#### [Assignment]
Please retype the material beneath this task exactly, starting with its first line and finishing with the line containing "let mut styles: Vec<Style>".
** Information supplied follows **
//! Markdown rendering for assistant replies

use crate::theme::Theme;
use crate::widgets::wrap::wrap_line;
use pulldown_cmark::{Event, HeadingLevel, Parser, Tag, TagEnd};
use ratatui::{
    style::{Modifier, Style},
    text::{Line, Span},
};

/// Convert markdown text to styled lines wrapped to `width`
pub fn render_markdown(text: &str, theme: &Theme, width: usize, indent: &str) -> Vec<Line<'static>> {
    let mut blocks: Vec<Line<'static>> = Vec::new();
    let mut current: Vec<Span<'static>> = Vec::new();
    // innermost style last
    let mut styles: Vec<Style> = vec![theme.base_style()];
    let mut in_code_block = false;
    let mut code = String::new();
    let mut list_depth: usize = 0;

    let flush = |current: &mut Vec<Span<'static>>, blocks: &mut Vec<Line<'static>>| {
        if !current.is_empty() {
            blocks.push(Line::from(std::mem::take(current)));
        }
    };

    for event in Parser::new(text) {
        match event {
            Event::Start(tag) => match tag {
                Tag::Heading { level, .. } => {
                    flush(&mut current, &mut blocks);
                    styles.push(match level {
                        HeadingLevel::H1 => theme
                            .accent_style()
                            .add_modifier(Modifier::BOLD | Modifier::UNDERLINED),
                        HeadingLevel::H2 => theme.accent_bold(),
                        _ => theme.accent_style(),
                    });
                }
                Tag::Paragraph => flush(&mut current, &mut blocks),
                Tag::CodeBlock(_) => {
                    flush(&mut current, &mut blocks);
                    in_code_block = true;
                    code.clear();
                }
                Tag::List(_) => list_depth += 1,
                Tag::Item => {
                    flush(&mut current, &mut blocks);
                    let indent = "  ".repeat(list_depth.saturating_sub(1));
                    current.push(Span::styled(format!("{}• ", indent), theme.dim_style()));
                }
                Tag::Emphasis => push_style(&mut styles, |s| s.add_modifier(Modifier::ITALIC)),
                Tag::Strong => push_style(&mut styles, |s| s.add_modifier(Modifier::BOLD)),
                Tag::Strikethrough => {
                    push_style(&mut styles, |s| s.add_modifier(Modifier::CROSSED_OUT))
                }
                Tag::Link { .. } => push_style(&mut styles, |s| s.fg(theme.link)),
                _ => {}
            },
            Event::End(tag_end) => match tag_end {
                TagEnd::Heading(_) => {
                    flush(&mut current, &mut blocks);
                    pop_style(&mut styles);
                }
                TagEnd::Paragraph => {
                    flush(&mut current, &mut blocks);
                    blocks.push(Line::default());
                }
                TagEnd::CodeBlock => {
                    in_code_block = false;
                    let code_style = Style::default().fg(theme.code).add_modifier(Modifier::DIM);
                    let max = width.saturating_sub(indent.chars().count() + 3);
                    for code_line in code.lines() {
                        let shown = if code_line.chars().count() > max {
                            let cut: String = code_line.chars().take(max.saturating_sub(1)).collect();
                            format!("  {}…", cut)
                        } else {
                            format!("  {}", code_line)
                        };
                        blocks.push(Line::from(Span::styled(shown, code_style)));
                    }
                    blocks.push(Line::default());
                }
                TagEnd::List(_) => {
                    list_depth = list_depth.saturating_sub(1);
                    if list_depth == 0 {
                        blocks.push(Line::default());
                    }
                }
                TagEnd::Item => flush(&mut current, &mut blocks),
                TagEnd::Emphasis | TagEnd::Strong | TagEnd::Strikethrough | TagEnd::Link => {
                    pop_style(&mut styles);
                }
                _ => {}
            },
            Event::Text(text) => {
                if in_code_block {
                    code.push_str(&text);
                } else {
                    current.push(Span::styled(text.into_string(), top(&styles)));
                }
            }
            Event::Code(inline) => {
                let code_style = Style::default().fg(theme.code).add_modifier(Modifier::BOLD);
                current.push(Span::styled(format!("`{}`", inline), code_style));
            }
            Event::SoftBreak => current.push(Span::raw(" ")),
            Event::HardBreak => flush(&mut current, &mut blocks),
            _ => {}
        }
    }
    flush(&mut current, &mut blocks);

    while blocks.last().is_some_and(|l| l.width() == 0) {
        blocks.pop();
    }

    blocks
        .iter()
        .flat_map(|line| wrap_line(line, width, indent))
        .collect()
}

fn top(styles: &[Style]) -> Style {
    styles.last().copied().unwrap_or_default()
}

fn push_style(styles: &mut Vec<Style>, f: impl FnOnce(Style) -> Style) {
    let next = f(top(styles));
    styles.push(next);
}

/// Pop an inline style, never the base
fn pop_style(styles: &mut Vec<Style>) {
    if styles.len() > 1 {
        styles.pop();
    }
}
** End of Information supplied **
#### [Task result]
//! Markdown rendering for assistant replies

use crate::theme::Theme;
use crate::widgets::wrap::wrap_line;
use pulldown_cmark::{Event, HeadingLevel, Parser, Tag, TagEnd};
use ratatui::{
    style::{Modifier, Style},
    text::{Line, Span},
};

/// Convert markdown text to styled lines wrapped to `width`
pub fn render_markdown(text: &str, theme: &Theme, width: usize, indent: &str) -> Vec<Line<'static>> {
    let mut blocks: Vec<Line<'static>> = Vec::new();
    let mut current: Vec<Span<'static>> = Vec::new();
    // innermost style last
    let mut styles: Vec<Style> = vec![theme.base_style()];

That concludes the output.